**ACTIVITY:**
Extract all lines that hold "LedPlacement" from the records below.

Stored data
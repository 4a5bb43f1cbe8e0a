use crate::config::{require_positive, StripParams};
use crate::consts::FALLBACK_LED_PITCH_MM;
use crate::{KeylightError, KlResult};
use serde::{Deserialize, Serialize};
use std::ops::RangeInclusive;
use strum_macros::Display;
use tracing::{debug, warn};

#[derive(Debug, Clone, Copy, PartialEq, Eq, Serialize, Deserialize, Display)]
#[serde(rename_all = "snake_case")]
#[strum(serialize_all = "snake_case")]
pub enum PitchSource {
    Calibrated,
    LedsPerMeter,
    Fallback,
}

/// Which LED pitch was used and why. Reported next to the mapping for display.
#[derive(Debug, Clone, Copy, PartialEq, Serialize, Deserialize)]
#[serde(rename_all = "camelCase")]
pub struct PitchSelection {
    pub pitch_mm: f64,
    pub source: PitchSource,
    pub was_adjusted: bool,
    pub calibrated_pitch_mm: Option<f64>,
    pub theoretical_pitch_mm: f64,
}

pub fn select_pitch(leds_per_meter: f64, calibrated_pitch_mm: Option<f64>) -> PitchSelection {
    let lpm_valid = leds_per_meter.is_finite() && leds_per_meter > 0.0;
    let theoretical_pitch_mm = if lpm_valid {
        1000.0 / leds_per_meter
    } else {
        FALLBACK_LED_PITCH_MM
    };

    match calibrated_pitch_mm {
        Some(p) if p.is_finite() && p > 0.0 => {
            return PitchSelection {
                pitch_mm: p,
                source: PitchSource::Calibrated,
                was_adjusted: true,
                calibrated_pitch_mm: Some(p),
                theoretical_pitch_mm,
            };
        }
        Some(p) => warn!("Ignoring invalid calibrated pitch {} mm", p),
        None => {}
    }

    if !lpm_valid {
        warn!(
            "leds_per_meter={} is unusable, falling back to {} mm pitch",
            leds_per_meter, FALLBACK_LED_PITCH_MM
        );
    }

    PitchSelection {
        pitch_mm: theoretical_pitch_mm,
        source: if lpm_valid {
            PitchSource::LedsPerMeter
        } else {
            PitchSource::Fallback
        },
        was_adjusted: false,
        calibrated_pitch_mm: None,
        theoretical_pitch_mm,
    }
}

/// Derives a pitch from a measured distance between the centres of two LEDs.
pub fn calibrate_pitch(measured_span_mm: f64, first_led: usize, last_led: usize) -> Option<f64> {
    if last_led <= first_led || !measured_span_mm.is_finite() || measured_span_mm <= 0.0 {
        return None;
    }
    Some(measured_span_mm / (last_led - first_led) as f64)
}

/// Inclusive LED index range `[start, end]`.
#[derive(Debug, Clone, Copy, PartialEq, Eq, Serialize, Deserialize)]
pub struct LedRange {
    pub start: usize,
    pub end: usize,
}

impl LedRange {
    pub fn new(start: usize, end: usize) -> Self {
        Self {
            start: start.min(end),
            end: start.max(end),
        }
    }

    #[inline]
    pub fn contains(&self, led: usize) -> bool {
        led >= self.start && led <= self.end
    }

    #[inline]
    pub fn contains_signed(&self, led: i64) -> bool {
        led >= self.start as i64 && led <= self.end as i64
    }

    pub fn len(&self) -> usize {
        self.end - self.start + 1
    }

    pub fn iter(&self) -> RangeInclusive<usize> {
        self.start..=self.end
    }
}

#[derive(Debug, Clone, Copy, PartialEq, Serialize, Deserialize)]
pub struct LedPlacement {
    pub led_index: usize,
    pub center_mm: f64,
    pub half_width_mm: f64,
}

impl LedPlacement {
    #[inline]
    pub fn left_mm(&self) -> f64 {
        self.center_mm - self.half_width_mm
    }

    #[inline]
    pub fn right_mm(&self) -> f64 {
        self.center_mm + self.half_width_mm
    }

    #[inline]
    pub fn footprint(&self) -> (f64, f64) {
        (self.left_mm(), self.right_mm())
    }
}

/// Positions of every addressable LED along the keyboard axis.
///
/// The anchor LED (normally `start_led`) has its footprint starting at
/// `strip_offset_mm`; the rest follow at the selected pitch in both directions.
#[derive(Debug, Clone, PartialEq)]
pub struct LedStrip {
    pitch: PitchSelection,
    half_width_mm: f64,
    anchor_led: usize,
    anchor_center_mm: f64,
    total_leds: usize,
}

impl LedStrip {
    pub fn new(params: &StripParams, anchor_led: usize) -> KlResult<Self> {
        require_positive("led_physical_width_mm", params.led_physical_width_mm)?;
        if params.total_leds == 0 {
            return Err(KeylightError::InvalidGeometry(
                "total_leds must be greater than zero".to_string(),
            ));
        }
        if !params.strip_offset_mm.is_finite() {
            return Err(KeylightError::InvalidGeometry(
                "strip_offset_mm must be finite".to_string(),
            ));
        }

        let pitch = select_pitch(params.leds_per_meter, params.calibrated_pitch_mm);
        let half_width_mm = params.led_physical_width_mm * 0.5;

        debug!(
            "LED strip: {} LEDs, pitch {:.3} mm ({}), width {:.2} mm, anchor LED {}",
            params.total_leds,
            pitch.pitch_mm,
            pitch.source,
            params.led_physical_width_mm,
            anchor_led
        );

        Ok(Self {
            pitch,
            half_width_mm,
            anchor_led,
            anchor_center_mm: params.strip_offset_mm + half_width_mm,
            total_leds: params.total_leds,
        })
    }

    pub fn pitch(&self) -> &PitchSelection {
        &self.pitch
    }

    pub fn total_leds(&self) -> usize {
        self.total_leds
    }

    #[inline]
    pub fn center_mm(&self, led_index: usize) -> f64 {
        let steps = led_index as f64 - self.anchor_led as f64;
        self.anchor_center_mm + steps * self.pitch.pitch_mm
    }

    pub fn placement(&self, led_index: usize) -> Option<LedPlacement> {
        (led_index < self.total_leds).then(|| LedPlacement {
            led_index,
            center_mm: self.center_mm(led_index),
            half_width_mm: self.half_width_mm,
        })
    }

    /// Placements for every addressable index inside `range`.
    pub fn placements(&self, range: LedRange) -> Vec<LedPlacement> {
        range.iter().filter_map(|i| self.placement(i)).collect()
    }
}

**EXERCISE OUTPUT:**
pub struct LedPlacement {
impl LedPlacement {
    pub fn placement(&self, led_index: usize) -> Option<LedPlacement> {
        (led_index < self.total_leds).then(|| LedPlacement {
    pub fn placements(&self, range: LedRange) -> Vec<LedPlacement> {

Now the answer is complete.